The most eminent evolutionary scientists have surprising views on how religion relates to evolution

Gregory W. Graffin, William B. Provine

During the 20th century, three polls questioned outstanding scientists about their attitudes toward science and religion. James H. Leuba, a sociologist at Bryn Mawr College, conducted the first in 1914. He polled 400 scientists starred as "greater" in the 1910 American Men of Science on the existence of a "personal God" and immortality, or life after death. Leuba defined a personal God as a "God to whom one may pray in the expectation of receiving an answer." He found that 32 percent of these scientists believed in a personal God, and 37 percent believed in immortality. Leuba repeated basically the same questionnaire in 1933. Belief in a personal God among greater scientists had dropped to 13 percent and belief in immortality to 15 percent. In both polls, beliefs in God and immortality were less common among biologists than among physical scientists. Belief in immortality had dropped to 2 percent among greater psychologists in the 1933 poll. Leuba predicted in 1916 that belief in a personal God and in immortality would continue to drop in greater scientists, a forecast clearly borne out by his second poll in 1933, and he further predicted that the figures would fall even more in the future.
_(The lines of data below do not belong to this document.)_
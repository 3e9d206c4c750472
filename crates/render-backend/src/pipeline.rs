use std::{collections::BTreeMap, error::Error};

use crate::*;

/// An object for building graphics pipelines.
pub struct PipelineBuilder<'a> {
    shaders: &'a [&'a Shader],
    topology: ash::vk::PrimitiveTopology,
    depth_clamp_enable: bool,
    polygon_mode: ash::vk::PolygonMode,
    line_width: f32,
    cull_mode: ash::vk::CullModeFlags,
    front_face: ash::vk::FrontFace,
    colour_formats: &'a [ash::vk::Format],
    depth_format: ash::vk::Format,
    stencil_format: ash::vk::Format,
    vertex_stride_override: Option<u32>,
}

impl<'a> PipelineBuilder<'a> {
    /// Build the graphics pipeline. This does not consume the builder, to allow for reuse.
    ///
    /// See [`Pipeline::new`] for details.
    pub fn build(&self, device: &Device) -> Result<Pipeline, Box<dyn Error>> {
        Pipeline::new(self, device)
    }

    /// Set the shaders to be used by the pipeline (defaults to empty).
    pub fn shaders(mut self, shaders: &'a [&'a Shader]) -> Self {
        self.shaders = shaders;
        self
    }

    /// Set the PrimitiveTopology (defaults to TRIANGLE_LIST).
    pub fn topology(mut self, topology: ash::vk::PrimitiveTopology) -> Self {
        self.topology = topology;
        self
    }

    /// Set whether to clamp fragments between the min and max depth (defaults to false).
    pub fn depth_clamp_enable(mut self, enable: bool) -> Self {
        self.depth_clamp_enable = enable;
        self
    }

    /// Set the PolygonMode (defaults to FILL).
    pub fn polygon_mode(mut self, polygon_mode: ash::vk::PolygonMode) -> Self {
        self.polygon_mode = polygon_mode;
        self
    }

    /// Set the line width (defaults to 1.0).
    pub fn line_width(mut self, line_width: f32) -> Self {
        self.line_width = line_width;
        self
    }

    /// Set the CullModeFlags (defaults to NONE).
    pub fn cull_mode(mut self, cull_mode: ash::vk::CullModeFlags) -> Self {
        self.cull_mode = cull_mode;
        self
    }

    /// Set the FrontFace (defaults to CLOCKWISE).
    pub fn front_face(mut self, front_face: ash::vk::FrontFace) -> Self {
        self.front_face = front_face;
        self
    }

    /// Set the colour format(s) (defaults to empty).
    pub fn colour_formats(mut self, formats: &'a [ash::vk::Format]) -> Self {
        self.colour_formats = formats;
        self
    }

    /// Set the depth format (defaults to UNDEFINED).
    pub fn depth_format(mut self, format: ash::vk::Format) -> Self {
        self.depth_format = format;
        self
    }

    /// Set the stencil format (defaults to UNDEFINED).
    pub fn stencil_format(mut self, format: ash::vk::Format) -> Self {
        self.stencil_format = format;
        self
    }

    /// Override the vertex binding stride reflected from the vertex shader. Needed when
    /// a pipeline consumes only a prefix of the attributes in an interleaved vertex buffer,
    /// as reflection can only see the attributes the shader declares.
    pub fn vertex_stride(mut self, stride: u32) -> Self {
        self.vertex_stride_override = Some(stride);
        self
    }
}

impl<'a> Default for PipelineBuilder<'a> {
    fn default() -> Self {
        Self {
            shaders: &[],
            topology: ash::vk::PrimitiveTopology::TRIANGLE_LIST,
            depth_clamp_enable: false,
            polygon_mode: ash::vk::PolygonMode::FILL,
            line_width: 1.0,
            cull_mode: ash::vk::CullModeFlags::NONE,
            front_face: ash::vk::FrontFace::CLOCKWISE,
            colour_formats: &[],
            depth_format: ash::vk::Format::default(),
            stencil_format: ash::vk::Format::default(),
            vertex_stride_override: None,
        }
    }
}

/// A graphics pipeline, storing the `ash` pipeline, pipeline layout, and the descriptor
/// set layouts derived from shader reflection.
pub struct Pipeline {
    pipeline_handle: ash::vk::Pipeline,
    pipeline_layout: ash::vk::PipelineLayout,
    descriptor_set_layouts: Vec<ash::vk::DescriptorSetLayout>,
}

impl Pipeline {
    /// Create a [`PipelineBuilder`] to build a graphics pipeline.
    pub fn builder() -> PipelineBuilder<'static> {
        PipelineBuilder::default()
    }

    /// Create a new graphics pipeline from the given builder's parameters. The pipeline
    /// layout is derived from the shaders: descriptor bindings are merged across stages
    /// per set, and push constant ranges with matching offset/size are merged.
    ///
    /// # Errors
    ///
    /// This function can error if `ash` fails to create the pipeline, pipeline layout, or
    /// descriptor set layouts.
    pub fn new(builder: &PipelineBuilder, device: &Device) -> Result<Self, Box<dyn Error>> {
        let mut shader_stage_infos = vec![];
        let mut vertex_binding_descriptions: Vec<ash::vk::VertexInputBindingDescription> = vec![];
        let mut vertex_attribute_descriptions: Vec<ash::vk::VertexInputAttributeDescription> =
            vec![];
        let mut push_constant_ranges: Vec<ash::vk::PushConstantRange> = vec![];
        let mut merged_bindings: BTreeMap<u32, BTreeMap<u32, DescriptorBinding>> = BTreeMap::new();

        for shader in builder.shaders.iter() {
            shader_stage_infos.push(*shader.stage_info());
            vertex_binding_descriptions.extend_from_slice(shader.binding_descriptions());
            vertex_attribute_descriptions.extend_from_slice(shader.attribute_descriptions());

            for &range in shader.push_constant_ranges() {
                // The same block declared in multiple stages becomes one range covering both.
                if let Some(existing) = push_constant_ranges
                    .iter_mut()
                    .find(|existing| existing.offset == range.offset && existing.size == range.size)
                {
                    existing.stage_flags |= range.stage_flags;
                } else {
                    push_constant_ranges.push(range);
                }
            }

            for &binding in shader.descriptor_bindings() {
                merged_bindings
                    .entry(binding.set)
                    .or_default()
                    .insert(binding.binding, binding);
            }
        }

        if let Some(stride) = builder.vertex_stride_override {
            for binding_description in vertex_binding_descriptions.iter_mut() {
                binding_description.stride = stride;
            }
        }

        // Fix descriptor stages to vertex|fragment, so a set allocated against one
        // pipeline's layout stays compatible with every other pipeline's.
        let mut descriptor_set_layouts: Vec<ash::vk::DescriptorSetLayout> = vec![];
        for set_bindings in merged_bindings.values() {
            let layout_bindings = set_bindings
                .values()
                .map(|binding| {
                    ash::vk::DescriptorSetLayoutBinding::builder()
                        .binding(binding.binding)
                        .descriptor_type(binding.descriptor_type)
                        .descriptor_count(binding.count)
                        .stage_flags(
                            ash::vk::ShaderStageFlags::VERTEX
                                | ash::vk::ShaderStageFlags::FRAGMENT,
                        )
                        .build()
                })
                .collect::<Vec<_>>();

            let set_layout_info =
                ash::vk::DescriptorSetLayoutCreateInfo::builder().bindings(&layout_bindings);

            let set_layout = unsafe {
                device
                    .handle()
                    .create_descriptor_set_layout(&set_layout_info, None)?
            };

            descriptor_set_layouts.push(set_layout);
        }

        let input_state_info = ash::vk::PipelineVertexInputStateCreateInfo::builder()
            .vertex_binding_descriptions(&vertex_binding_descriptions)
            .vertex_attribute_descriptions(&vertex_attribute_descriptions);

        let input_assembly_state_info = ash::vk::PipelineInputAssemblyStateCreateInfo::builder()
            .topology(builder.topology)
            .primitive_restart_enable(false);

        let viewport_state_info = ash::vk::PipelineViewportStateCreateInfo::builder()
            .viewport_count(1)
            .scissor_count(1);

        let dynamic_states = [
            ash::vk::DynamicState::VIEWPORT,
            ash::vk::DynamicState::SCISSOR,
        ];

        let dynamic_state_info =
            ash::vk::PipelineDynamicStateCreateInfo::builder().dynamic_states(&dynamic_states);

        let rasterisation_state_info = ash::vk::PipelineRasterizationStateCreateInfo::builder()
            .depth_clamp_enable(builder.depth_clamp_enable)
            .rasterizer_discard_enable(false)
            .polygon_mode(builder.polygon_mode)
            .line_width(builder.line_width)
            .cull_mode(builder.cull_mode)
            .front_face(builder.front_face)
            .depth_bias_enable(false);

        let multisample_state_info = ash::vk::PipelineMultisampleStateCreateInfo::builder()
            .sample_shading_enable(false)
            .rasterization_samples(ash::vk::SampleCountFlags::TYPE_1);

        let attachment_states = [ash::vk::PipelineColorBlendAttachmentState::builder()
            .color_write_mask(
                ash::vk::ColorComponentFlags::R
                    | ash::vk::ColorComponentFlags::G
                    | ash::vk::ColorComponentFlags::B
                    | ash::vk::ColorComponentFlags::A,
            )
            .blend_enable(true)
            .alpha_blend_op(ash::vk::BlendOp::ADD)
            .src_alpha_blend_factor(ash::vk::BlendFactor::ONE)
            .dst_alpha_blend_factor(ash::vk::BlendFactor::ZERO)
            .color_blend_op(ash::vk::BlendOp::ADD)
            .src_color_blend_factor(ash::vk::BlendFactor::SRC_ALPHA)
            .dst_color_blend_factor(ash::vk::BlendFactor::ONE_MINUS_SRC_ALPHA)
            .build()];

        let colour_blend_state_info = ash::vk::PipelineColorBlendStateCreateInfo::builder()
            .logic_op_enable(false)
            .attachments(&attachment_states);

        let pipeline_layout_info = ash::vk::PipelineLayoutCreateInfo::builder()
            .push_constant_ranges(&push_constant_ranges)
            .set_layouts(&descriptor_set_layouts);

        let pipeline_layout = unsafe {
            device
                .handle()
                .create_pipeline_layout(&pipeline_layout_info, None)?
        };

        let depth_stencil_state_info = ash::vk::PipelineDepthStencilStateCreateInfo::builder()
            .depth_test_enable(true)
            .depth_write_enable(true)
            .depth_compare_op(ash::vk::CompareOp::LESS)
            .depth_bounds_test_enable(false)
            .stencil_test_enable(false);

        let mut pipeline_rendering_info = ash::vk::PipelineRenderingCreateInfoKHR::builder()
            .color_attachment_formats(builder.colour_formats)
            .depth_attachment_format(builder.depth_format)
            .stencil_attachment_format(builder.stencil_format);

        let pipeline_info = ash::vk::GraphicsPipelineCreateInfo::builder()
            .push_next(&mut pipeline_rendering_info)
            .stages(&shader_stage_infos)
            .vertex_input_state(&input_state_info)
            .input_assembly_state(&input_assembly_state_info)
            .viewport_state(&viewport_state_info)
            .rasterization_state(&rasterisation_state_info)
            .multisample_state(&multisample_state_info)
            .color_blend_state(&colour_blend_state_info)
            .layout(pipeline_layout)
            .dynamic_state(&dynamic_state_info)
            .depth_stencil_state(&depth_stencil_state_info)
            .build();

        let pipeline_results = unsafe {
            device.handle().create_graphics_pipelines(
                ash::vk::PipelineCache::null(),
                &[pipeline_info],
                None,
            )
        };

        let pipeline = match pipeline_results {
            Ok(pipelines) => pipelines[0],
            Err((_, result)) => {
                return Err(format!("The pipeline could not be created: {}.", result).into())
            }
        };

        Ok(Self {
            pipeline_handle: pipeline,
            pipeline_layout,
            descriptor_set_layouts,
        })
    }

    pub fn handle(&self) -> &ash::vk::Pipeline {
        &self.pipeline_handle
    }

    pub fn layout(&self) -> &ash::vk::PipelineLayout {
        &self.pipeline_layout
    }

    pub fn descriptor_set_layouts(&self) -> &[ash::vk::DescriptorSetLayout] {
        &self.descriptor_set_layouts
    }
}

impl Destroy for Pipeline {
    fn destroy(&mut self, device: &Device) {
        unsafe {
            for &set_layout in self.descriptor_set_layouts.iter() {
                device
                    .handle()
                    .destroy_descriptor_set_layout(set_layout, None);
            }

            device
                .handle()
                .destroy_pipeline_layout(self.pipeline_layout, None);
            device.handle().destroy_pipeline(self.pipeline_handle, None);
        }
    }
}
Scientists'%20views%20on%20religionClick to Enlarge ImageEdward J. Larson, professor of law and the history of science at the University of Georgia, and science journalist Larry Witham, both theists, polled National Academy of Sciences members in 1998 and provided further confirmation of Leuba's conjecture. Using Leuba's definitions of God and immortality for direct comparison, they found lower percentages of believers. Only 10 percent of NAS scientists believed in God or immortality, with those figures dropping to 5 percent among biologists.